Complice il non eccellente tempismo del box Ferrari, la Virtual Safety Car evidenzia uno squilibrio strategico: se una sosta ai box a Barcellona dura, normalmente, circa 20 secondi, in regime di VSC il tempo scende intorno ai 12-13 secondi. Grazie a questo stratagemma, Lewis Hamilton azzera il distacco dal suo rivale e, avendo montato gomme più morbide nel precedente pit-stop, riesce infine a sorpassarlo e a vincere il Gran Premio di Spagna 2017.
Il caso Ferrari-Sainz nel 2022
Un ulteriore esempio più recente è quello di Jeddah 2022: all’attivazione della Virtual Safety Car, Carlos Sainz (Ferrari) è in terza posizione e insegue Max Verstappen (2°, Red Bull) a 6,6 secondi di distacco.
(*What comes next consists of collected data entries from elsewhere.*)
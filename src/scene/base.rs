//! Default hook behaviour shared by every scene.

use crossterm::event::{
    Event, KeyCode, KeyEvent, KeyEventKind, KeyModifiers, MouseButton, MouseEvent, MouseEventKind,
};
use tracing::info;

use super::{SceneContext, SceneSignal};

/// Quit keys and terminal resizes.
pub fn handle_input(ctx: &mut SceneContext<'_>, event: &Event) -> SceneSignal {
    match event {
        Event::Key(key) if is_quit_key(key) => {
            info!("quit requested");
            SceneSignal::QuitRequested
        }
        Event::Resize(cols, rows) => {
            ctx.drawer.resize(*cols, *rows);
            SceneSignal::Continue
        }
        _ => SceneSignal::Continue,
    }
}

fn is_quit_key(key: &KeyEvent) -> bool {
    if key.kind != KeyEventKind::Press {
        return false;
    }
    match key.code {
        KeyCode::Char('q') | KeyCode::Char('Q') => true,
        KeyCode::Char('c') => key.modifiers.contains(KeyModifiers::CONTROL),
        _ => false,
    }
}

/// The pressed key, ignoring repeats and releases.
pub fn key_press(event: &Event) -> Option<KeyCode> {
    match event {
        Event::Key(KeyEvent {
            code,
            kind: KeyEventKind::Press,
            ..
        }) => Some(*code),
        _ => None,
    }
}

/// World point of a left click.  Each terminal row holds two pixel rows.
pub fn left_click(ctx: &SceneContext<'_>, event: &Event) -> Option<(i32, i32)> {
    match event {
        Event::Mouse(MouseEvent {
            kind: MouseEventKind::Down(MouseButton::Left),
            column,
            row,
            ..
        }) => Some(
            ctx.drawer
                .screen_point_to_world_point(*column as i32, *row as i32 * 2),
        ),
        _ => None,
    }
}

pub fn render_background(ctx: &mut SceneContext<'_>) {
    ctx.drawer.blit(&ctx.textures.background, 0, 0);
}

pub fn render_foreground(ctx: &mut SceneContext<'_>) {
    ctx.drawer.blit(&ctx.textures.foreground, 0, 0);
}

/// The in-game HUD for the shared player stats.
pub fn render_ui(ctx: &mut SceneContext<'_>, delta_time: f64) {
    ctx.drawer.render_ui(delta_time, ctx.textures, &*ctx.stats);
}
Alla bandiera verde che sancisce la fine della Virtual Safety Car, il distacco del ferrarista spagnolo è salito a 10,6 secondi: anche in questo caso, la direzione gara non ha preso alcun provvedimento a riguardo.
A ben pensarci, non di rado la fortuna gioca un ruolo determinante, in questo sport, quindi non sarebbe certo cosa strana che un pilota possa beneficiare di una Virtual Safety Car ai danni di un altro, senza contare poi il fatto che l’imprevedibilità aggiunge inevitabilmente appeal a un prodotto che, è bene ricordarlo, è sul mercato globale.
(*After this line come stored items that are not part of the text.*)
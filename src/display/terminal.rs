//! Writes a finished frame to the terminal with crossterm.

use std::io::Write;

use crossterm::{
    cursor,
    style::{self, Color, Print},
    QueueableCommand,
};

use super::FrameBuffer;
use crate::textures::Rgb;

fn colour(rgb: Rgb) -> Color {
    Color::Rgb {
        r: rgb.0,
        g: rgb.1,
        b: rgb.2,
    }
}

/// Render one complete frame.
pub fn present<W: Write + ?Sized>(out: &mut W, frame: &FrameBuffer) -> std::io::Result<()> {
    let rows = frame.height() / 2;
    for row in 0..rows {
        out.queue(cursor::MoveTo(0, row as u16))?;

        // Only emit colour changes; runs of equal cells are common.
        let mut current: Option<(Rgb, Rgb)> = None;
        let mut run = String::new();
        for col in 0..frame.width() {
            let top = frame.pixel(col, row * 2).unwrap_or(Rgb::BLACK);
            let bottom = frame.pixel(col, row * 2 + 1).unwrap_or(Rgb::BLACK);
            if current != Some((top, bottom)) {
                if !run.is_empty() {
                    out.queue(Print(&run))?;
                    run.clear();
                }
                out.queue(style::SetForegroundColor(colour(top)))?;
                out.queue(style::SetBackgroundColor(colour(bottom)))?;
                current = Some((top, bottom));
            }
            run.push('▀');
        }
        if !run.is_empty() {
            out.queue(Print(&run))?;
        }
    }

    for caption in frame.captions() {
        let under = frame
            .pixel(caption.col as i32, caption.row as i32 * 2)
            .unwrap_or(Rgb::BLACK);
        out.queue(cursor::MoveTo(caption.col, caption.row))?;
        out.queue(style::SetForegroundColor(colour(caption.ink)))?;
        out.queue(style::SetBackgroundColor(colour(under)))?;
        out.queue(Print(&caption.text))?;
    }

    out.queue(style::ResetColor)?;
    out.flush()?;
    Ok(())
}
Si tratta di una strada percorribile?
Tuttavia, parliamo pur sempre di sport: ebbene, quanto può essere sportivo applicare una regola in maniera sommaria e saltuaria, seppur in nome dello spettacolo?
Oppure, scegliendo un differente punto di vista: perché un pilota che, per sua natura agonistica, tende a rallentare quanto meno possibile anche in seguito a una bandiera gialla, dovrebbe invece alzare il piede quando le bandiere sono accompagnate da una tabella luminosa che recita “Virtual Safety Car”? Lasciare troppo spazio al libero arbitrio del pilota, in un’equazione che coinvolge la sicurezza sua e degli altri, non sembra la strada più saggia.
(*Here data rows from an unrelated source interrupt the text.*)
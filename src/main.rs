use std::fs::File;
use std::io::{stdout, BufWriter, Write};
use std::path::Path;
use std::sync::{mpsc, Mutex};
use std::thread;

use anyhow::{Context, Result};
use crossterm::{
    cursor,
    event::{self, DisableMouseCapture, EnableMouseCapture, Event},
    terminal, ExecutableCommand,
};
use tracing::{error, info, warn};
use tracing_subscriber::EnvFilter;

use duck_hunt::compute::{new_game, single_duck_game};
use duck_hunt::config::{self, Config};
use duck_hunt::display::Drawer;
use duck_hunt::scene::{
    run_scene, Completion, EventSource, IntroCutScene, MainMenu, MonotonicClock, SceneContext,
    SinglePlayerGame,
};
use duck_hunt::textures::Textures;

const LOG_FILE: &str = "duck_hunt.log";

// ── Logging ───────────────────────────────────────────────────────────────────

/// Logs go to a file: the terminal belongs to the game.
fn init_tracing() {
    let path = std::env::temp_dir().join(LOG_FILE);
    let Ok(file) = File::create(&path) else {
        return;
    };
    let filter = EnvFilter::try_from_default_env().unwrap_or_else(|_| EnvFilter::new("info"));
    tracing_subscriber::fmt()
        .with_env_filter(filter)
        .with_writer(Mutex::new(file))
        .with_ansi(false)
        .with_target(false)
        .compact()
        .init();
}

// ── Entry point ───────────────────────────────────────────────────────────────

fn main() -> Result<()> {
    init_tracing();

    let raw_out = stdout();
    let mut out = BufWriter::new(raw_out);

    terminal::enable_raw_mode().context("enabling raw mode")?;
    out.execute(terminal::EnterAlternateScreen)?;
    out.execute(cursor::Hide)?;
    out.execute(EnableMouseCapture)?;

    // Blocking reads happen on their own thread so the frame loop never waits
    // on input.
    let (tx, mut rx) = mpsc::channel::<Event>();
    thread::spawn(move || {
        while let Ok(ev) = event::read() {
            if tx.send(ev).is_err() {
                break;
            }
        }
    });

    let result = run(&mut out, &mut rx);

    // Always restore the terminal
    let _ = out.execute(DisableMouseCapture);
    let _ = out.execute(cursor::Show);
    let _ = out.execute(terminal::LeaveAlternateScreen);
    let _ = terminal::disable_raw_mode();

    if let Err(e) = &result {
        error!(error = %format!("{e:#}"), "duck hunt stopped");
    }
    result
}

fn save_config(config: &Config, path: &Path) {
    if let Err(e) = config.save(path) {
        warn!(error = %e, "could not save high score");
    }
}

fn run(out: &mut dyn Write, events: &mut dyn EventSource) -> Result<()> {
    let config_path = config::default_path();
    let mut config = Config::load(&config_path);

    let textures = Textures::generate(config.texture_style());
    textures.validate().context("generating textures")?;

    let (cols, rows) = terminal::size().context("reading terminal size")?;
    let mut drawer = Drawer::new(&textures.background, cols, rows);
    let mut clock = MonotonicClock::default();
    info!(cols, rows, high_score = config.high_score, "starting");

    loop {
        let mut menu = MainMenu::new(config.high_score);
        let mut menu_stats = single_duck_game();
        let mut ctx =
            SceneContext::new(&mut drawer, &mut menu_stats, &textures, events, out, &mut clock);
        if run_scene(&mut menu, &mut ctx)? == Completion::Quit {
            break;
        }
        let Some(game_type) = menu.result_game_type() else {
            break;
        };

        let mut stats = new_game(game_type);
        let mut ctx = SceneContext::new(&mut drawer, &mut stats, &textures, events, out, &mut clock);
        let completion = play_game(&mut ctx)?;

        if config.record_score(stats.score) {
            info!(high_score = config.high_score, "new high score");
            save_config(&config, &config_path);
        }
        if completion == Completion::Quit {
            break;
        }
    }

    save_config(&config, &config_path);
    Ok(())
}

/// Intro, then the game itself until game over or quit.
fn play_game(ctx: &mut SceneContext<'_>) -> Result<Completion> {
    let mut intro = IntroCutScene::new(ctx.textures, ctx.stats.round);
    if run_scene(&mut intro, ctx)? == Completion::Quit {
        return Ok(Completion::Quit);
    }
    let mut game = SinglePlayerGame::new(ctx);
    Ok(run_scene(&mut game, ctx)?)
}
Il futuro della Virtual Safety Car
Le difficoltà che i commissari di gara hanno riscontrato nel verificare il rispetto dei distacchi, unite al vantaggio che la Virtual Safety Car concede ai piloti che si trovano nei pressi dell’ingresso dei box al momento della sua attivazione, hanno generato una discussione interna sull’effettiva utilità di questo nuovo strumento di sicurezza.
È probabile, infatti, un passo indietro, da parte della direzione gara, e un uso più frequente (anche se diversamente regolamentato) della Safety Car tradizionale, che crea sì un disequilibrio in pista ma, ricompattando il gruppo, genera un fattore spettacolo notevolmente maggiore.
È ovvio che la FIA vorrebbe evitare un nuovo “caso Abu Dhabi”, con riferimento alla gara tenutasi negli Emirati Arabi Uniti nel 2021, che ha visto uno dei più grandi piloti in attività, Max Verstappen, vincere un mondiale all’ultima curva anche grazie a una Safety Car gestita in maniera quantomeno discutibile da Michael Masi, ormai ex direttore di gara.
Molteplici sono state le discussioni relative al comportamento dei piloti doppiati al termine del regime di Safety Car, problema che, invece, la Virtual Safety Car non avrebbe avuto.
Quali soluzioni per il futuro della Formula 1
L’intenzione, a questo punto, sarebbe quella di svincolare la Safety Car dallo sdoppiaggio dei piloti doppiati per renderla più snella e simile alla Virtual Safety Car, ma senza la roulette dei distacchi e dei pit-stop.
Viene spontaneo chiedersi se la Virtual Safety Car, più che rimossa, possa essere “riformata” e adeguata alle esigenze sportive. Ad esempio, se una F1 deve obbligatoriamente inserire un limitatore di velocità in pit-lane, non si potrebbe utilizzare un sistema analogo per regolare in maniera uniforme la velocità di tutte le vetture in pista, durante un regime di Virtual Safety Car?